The third reason why Bush won is because he knows what he believes and is not afraid to say so. He has a core outlook and set of beliefs that is easily conveyed to voters. Bush uses these to display presidential leadership and resolve even when the heat is on him.
Some may call this approach blind stubbornness, especially since Bush has, for some reason, refused to admit a mistake he has made in office. But most Americans chose to look at it this way: Yes, Bush may not be perfect, but we trust him more than John Kerry to move forward from mistakes that may have been made.
Which brings me to my fourth point. Kerry simply never met the test a challenger needs to meet – do you trust me better than the incumbent to clean up whatever messes there may be and lead you for the next four years? Kerry was chosen by democratic primary voters as a cipher that appeared “electable,” and for no other reason. Kerry never clearly defined himself, and voters never fully warmed to him. In the final analysis, voters chose Bush over “anybody but Bush.”
Kerry was a mess of contradictions on Iraq, and that has been well chronicled both in this space and in the national media. America did not want as president a man who truly could not make up his mind on the most important issue in the election. Thus, even though mistakes have been made in Iraq, people simply trust Bush over Kerry to get the job done right.
This election could have gone either way. But now that Bush has won, his opponents must accept the judgment of the voters. It would have been the same way had Kerry won, even if I have hurled a lot of criticism his way. He would have taken the oath of office and become my president, too. And I would have respected him as the president, even if I disagreed with the way the vote turned out.

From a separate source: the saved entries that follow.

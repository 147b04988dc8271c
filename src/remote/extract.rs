//! Result extraction from completed remote jobs
//!
//! The remote agent answers conversationally, so results are pulled out in
//! layers: structured `richData` entries first, then pattern matches over the
//! free-text response.

use super::job::RemoteJob;
use crate::{Error, Result};
use alloy::primitives::{Address, B256};
use regex::Regex;
use serde_json::Value;
use std::sync::LazyLock;

static TX_HASH_RE: LazyLock<Regex> =
    LazyLock::new(|| Regex::new(r"\b0x[a-fA-F0-9]{64}\b").expect("valid tx hash regex"));

static EVM_ADDRESS_RE: LazyLock<Regex> =
    LazyLock::new(|| Regex::new(r"\b0x[a-fA-F0-9]{40}\b").expect("valid address regex"));

static SOLANA_ADDRESS_RE: LazyLock<Regex> = LazyLock::new(|| {
    Regex::new(r"\b[1-9A-HJ-NP-Za-km-z]{32,44}\b").expect("valid base58 address regex")
});

const HASH_KEYS: &[&str] = &["transactionHash", "txHash", "hash"];

/// Text that marks a nominally completed job as a failed transaction
const FAILURE_KEYWORDS: &[&str] = &["reverted", "failed", "insufficient"];

fn rich_string<'a>(job: &'a RemoteJob, keys: &'a [&'a str]) -> impl Iterator<Item = &'a str> + 'a {
    job.rich_data().iter().flat_map(move |entry| {
        keys.iter()
            .filter_map(move |key| entry.get(*key).and_then(Value::as_str))
    })
}

/// Pull the transaction hash out of a completed job.
///
/// A hash found anywhere wins over failure keywords in the text.
pub fn transaction_hash(job: &RemoteJob) -> Result<B256> {
    if let Some(hash) = rich_string(job, HASH_KEYS).find_map(|s| s.parse::<B256>().ok()) {
        return Ok(hash);
    }

    let text = job.response_text();
    if let Some(hash) = TX_HASH_RE
        .find(text)
        .and_then(|m| m.as_str().parse::<B256>().ok())
    {
        return Ok(hash);
    }

    let lowered = text.to_lowercase();
    if FAILURE_KEYWORDS.iter().any(|k| lowered.contains(k)) {
        return Err(Error::SemanticTxFailure(text.to_string()));
    }

    Err(Error::UnrecognizedJobResult(
        job.error_message()
            .unwrap_or_else(|| summarize(text)),
    ))
}

/// EVM address from a completed job, if one can be found
pub fn evm_address(job: &RemoteJob) -> Option<Address> {
    rich_string(job, &["address", "evmAddress"])
        .find_map(|s| s.parse::<Address>().ok())
        .or_else(|| {
            EVM_ADDRESS_RE
                .find(job.response_text())
                .and_then(|m| m.as_str().parse().ok())
        })
}

/// Base58 Solana address from a completed job, if one can be found
pub fn solana_address(job: &RemoteJob) -> Option<String> {
    rich_string(job, &["solanaAddress", "address"])
        .find(|s| is_solana_address(s))
        .or_else(|| {
            SOLANA_ADDRESS_RE
                .find(job.response_text())
                .map(|m| m.as_str())
        })
        .map(str::to_string)
}

fn is_solana_address(s: &str) -> bool {
    SOLANA_ADDRESS_RE
        .find(s)
        .is_some_and(|m| m.start() == 0 && m.end() == s.len())
}

fn summarize(text: &str) -> String {
    if text.is_empty() {
        return "empty response".to_string();
    }
    let head: String = text.chars().take(200).collect();
    if head.len() < text.len() {
        format!("{}...", head)
    } else {
        head
    }
}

George W. Bush is now everyone’s president for four more years. He is president to both Republicans and Democrats, conservatives and liberals. It does no good for his detractors to move to Canada, question how America could possibly have done this, or take another round of insults at Bush’s intelligence and that of his supporters. It is OK to be disappointed, but people who take it too far only come out looking like whiners and sore losers.
Everyone needs to respect the outcome of this election, even if they disagree with it. The challenges of the next four years demand nothing less. We are, and must remain, the United States of America.